Jack Ashton is a British actor, best known for playing the Reverend Tom Hereward in the BBC television series, Call the Midwife. He also appears as Lenny Sampson in Waterloo Road. On stage, he has performed in A Streetcar Named Desire at the Donmar Warehouse, and as Guy Haines in Strangers on a Train (UK tour). He starred in the 2017 film Instrument of War, based on the true story of Clair Cline, an American prisoner of war.

== Early life and education ==
He was born Jack Lewis in Clifton, Bristol.
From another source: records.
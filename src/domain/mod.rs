//! Domain Layer
//!
//! Validation and path rules without direct I/O.
//!
//! ## Structure
//!
//! - `value_objects/` - Validated values (DirectiveType, LayerType, TypePattern, PathResult)
//! - `entities/` - The TwoParams aggregate
//! - `services/` - TypeFactory and the four path resolvers
//! - `ports/` - Pattern provider and file system interfaces
//!
//! File existence checks go through the `FileSystem` port so resolvers can
//! be tested against an in-memory tree.

pub mod entities;
pub mod ports;
pub mod services;
pub mod value_objects;
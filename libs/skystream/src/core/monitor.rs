// Copyright (c) 2025 Skystream Contributors
// SPDX-License-Identifier: Apache-2.0

//! Rolling reception monitoring for the real-time stream.
//!
//! A fixed-capacity ring of per-packet observations, queried over a
//! caller-chosen lookback window. The owning reader updates and queries the
//! ring under its monitoring mutex; the ring itself carries no locking.

use crate::core::error::{Result, StreamError};
use crate::core::wire::media_ts_to_us;

/// Ring capacity. At 30 fps video with ~30 packets per frame this covers a
/// little over two seconds of stream.
pub const MONITOR_CAPACITY: usize = 2048;

/// One received packet, as observed at the socket.
#[derive(Debug, Clone, Copy)]
pub struct MonitorPoint {
    /// Reception time, microseconds on the reader's monotonic clock.
    pub recv_ts_us: u64,
    /// Raw 90 kHz media timestamp from the packet header.
    pub media_ts: u32,
    pub seq_num: u16,
    pub marker: bool,
    pub bytes: u32,
}

/// Aggregated reception statistics over a lookback window.
#[derive(Debug, Clone, Copy, Default, PartialEq)]
pub struct StreamStats {
    /// Reception time actually covered by the points in the window.
    pub real_interval_us: u64,
    /// Standard deviation of per-packet reception delay.
    pub jitter_us: u64,
    pub bytes_received: u64,
    pub mean_packet_size: u32,
    pub packet_size_std_dev: u32,
    pub packets_received: u32,
    /// Sequence-number gaps (mod 2^16) between consecutive points.
    pub packets_missed: u32,
}

/// Fixed-capacity circular store of `MonitorPoint`s.
#[derive(Debug)]
pub struct MonitorRing {
    points: Vec<MonitorPoint>,
    /// Slot of the most recently written point.
    index: usize,
    /// Number of valid points, 0..=capacity.
    count: usize,
}

impl MonitorRing {
    pub fn new() -> Self {
        Self::with_capacity(MONITOR_CAPACITY)
    }

    pub fn with_capacity(capacity: usize) -> Self {
        assert!(capacity >= 1, "monitor ring needs at least one slot");
        Self {
            points: Vec::with_capacity(capacity),
            index: 0,
            count: 0,
        }
    }

    pub fn len(&self) -> usize {
        self.count
    }

    pub fn is_empty(&self) -> bool {
        self.count == 0
    }

    /// Record one packet, overwriting the oldest slot when full.
    pub fn push(&mut self, point: MonitorPoint) {
        if self.points.len() < self.points.capacity() {
            self.points.push(point);
            self.index = self.points.len() - 1;
        } else {
            self.index = (self.index + 1) % self.points.len();
            self.points[self.index] = point;
        }
        self.count = self.points.len();
    }

    /// Point `back` steps behind the most recent one (0 = most recent).
    fn at(&self, back: usize) -> &MonitorPoint {
        debug_assert!(back < self.count);
        let cap = self.points.len();
        let idx = (self.index + cap - back) % cap;
        &self.points[idx]
    }

    /// Aggregate over the last `interval_us` of reception time, bounded by
    /// the number of stored points.
    ///
    /// Walks backward from the most recent point; the first pass accumulates
    /// bytes, reception delay and sequence gaps, the second pass computes the
    /// jitter and packet-size deviations.
    pub fn query(&self, interval_us: u64) -> Result<StreamStats> {
        if interval_us == 0 {
            return Err(StreamError::Configuration(
                "monitoring interval must be non-zero".into(),
            ));
        }
        if self.count == 0 {
            return Err(StreamError::Configuration(
                "no packets observed yet".into(),
            ));
        }

        let newest = self.at(0);
        let horizon = newest.recv_ts_us.saturating_sub(interval_us);

        // First pass: locate the window and accumulate the sums.
        let mut included = 0usize;
        let mut bytes: u64 = 0;
        let mut delay_sum: i64 = 0;
        let mut missed: u32 = 0;
        for back in 0..self.count {
            let p = self.at(back);
            if p.recv_ts_us < horizon {
                break;
            }
            bytes += p.bytes as u64;
            delay_sum += p.recv_ts_us as i64 - media_ts_to_us(p.media_ts) as i64;
            if back > 0 {
                let newer = self.at(back - 1);
                let delta = newer.seq_num.wrapping_sub(p.seq_num) as i16;
                if delta > 1 {
                    missed += (delta - 1) as u32;
                }
            }
            included += 1;
        }

        let oldest = self.at(included - 1);
        let n = included as f64;
        let mean_delay = delay_sum as f64 / n;
        let mean_size = bytes as f64 / n;

        // Second pass: variances.
        let mut delay_var = 0.0f64;
        let mut size_var = 0.0f64;
        for back in 0..included {
            let p = self.at(back);
            let delay = (p.recv_ts_us as i64 - media_ts_to_us(p.media_ts) as i64) as f64;
            delay_var += (delay - mean_delay) * (delay - mean_delay);
            size_var += (p.bytes as f64 - mean_size) * (p.bytes as f64 - mean_size);
        }
        delay_var /= n;
        size_var /= n;

        Ok(StreamStats {
            real_interval_us: newest.recv_ts_us - oldest.recv_ts_us,
            jitter_us: delay_var.sqrt().round() as u64,
            bytes_received: bytes,
            mean_packet_size: mean_size.round() as u32,
            packet_size_std_dev: size_var.sqrt().round() as u32,
            packets_received: included as u32,
            packets_missed: missed,
        })
    }
}

impl Default for MonitorRing {
    fn default() -> Self {
        Self::new()
    }
}
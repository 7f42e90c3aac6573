// Copyright (c) 2025 Skystream Contributors
// SPDX-License-Identifier: Apache-2.0

//! Error types for skystream
//!
//! Defines the core error types used throughout skystream. Construction
//! failures surface as `Configuration` or `Alloc`; tearing a reader down
//! while its workers are still running surfaces as `Busy`.

use thiserror::Error;

#[derive(Error, Debug)]
pub enum StreamError {
    #[error("invalid configuration: {0}")]
    Configuration(String),

    #[error("allocation failed: {0}")]
    Alloc(String),

    #[error("reader is busy: {0}")]
    Busy(&'static str),

    #[error("IO error: {0}")]
    Io(#[from] std::io::Error),

    #[error(transparent)]
    Other(#[from] anyhow::Error),
}

/// Result type that uses StreamError
pub type Result<T> = std::result::Result<T, StreamError>;

impl StreamError {
    /// True for the bounded-wait conditions workers treat as a quiet retry,
    /// not a fault.
    pub fn is_timeout(&self) -> bool {
        matches!(
            self,
            StreamError::Io(e) if matches!(
                e.kind(),
                std::io::ErrorKind::TimedOut | std::io::ErrorKind::WouldBlock
            )
        )
    }
}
His father was a sculptor and artist, while his mother worked in education. His family, including two sisters, lived briefly in Burnham-on-Sea, but settled in Bedminster, Bristol.

He left Bedminster Down School at 16, and studied for a BTEC in performing arts at Filton College. He then attended the Academy of Live and Recorded Arts in London.

A long-time fan of Bristol City football club, he chose his stage name as a tribute to Ashton Gate stadium.

== Career ==

=== Television ===
Ashton starred in Call the Midwife from 2014 to 2018. He joined the hit BBC period drama during its third series, playing Reverend Tom Hereward, a Curate in Poplar who works alongside the nuns and nurses of Nonnatus House.

In 2023, Ashton appeared in the BBC series Waterloo Road as ex-convict Lenny Sampson who is brought in to help fight knife crime among at-risk youth.

Other popular television programmes he has appeared in include Sister Boniface Mysteries, Casualty, Endeavour, McDonald & Dodds, and Broadchurch.

=== Radio ===
Ashton joined the cast of The Archers in 2023, playing Harry Chilcott.

=== Theatre ===
In 2009, Ashton performed in a Donmar Warehouse production of A Streetcar Named Desire as the dead husband of Blanche Dubois, played by Rachel Weisz.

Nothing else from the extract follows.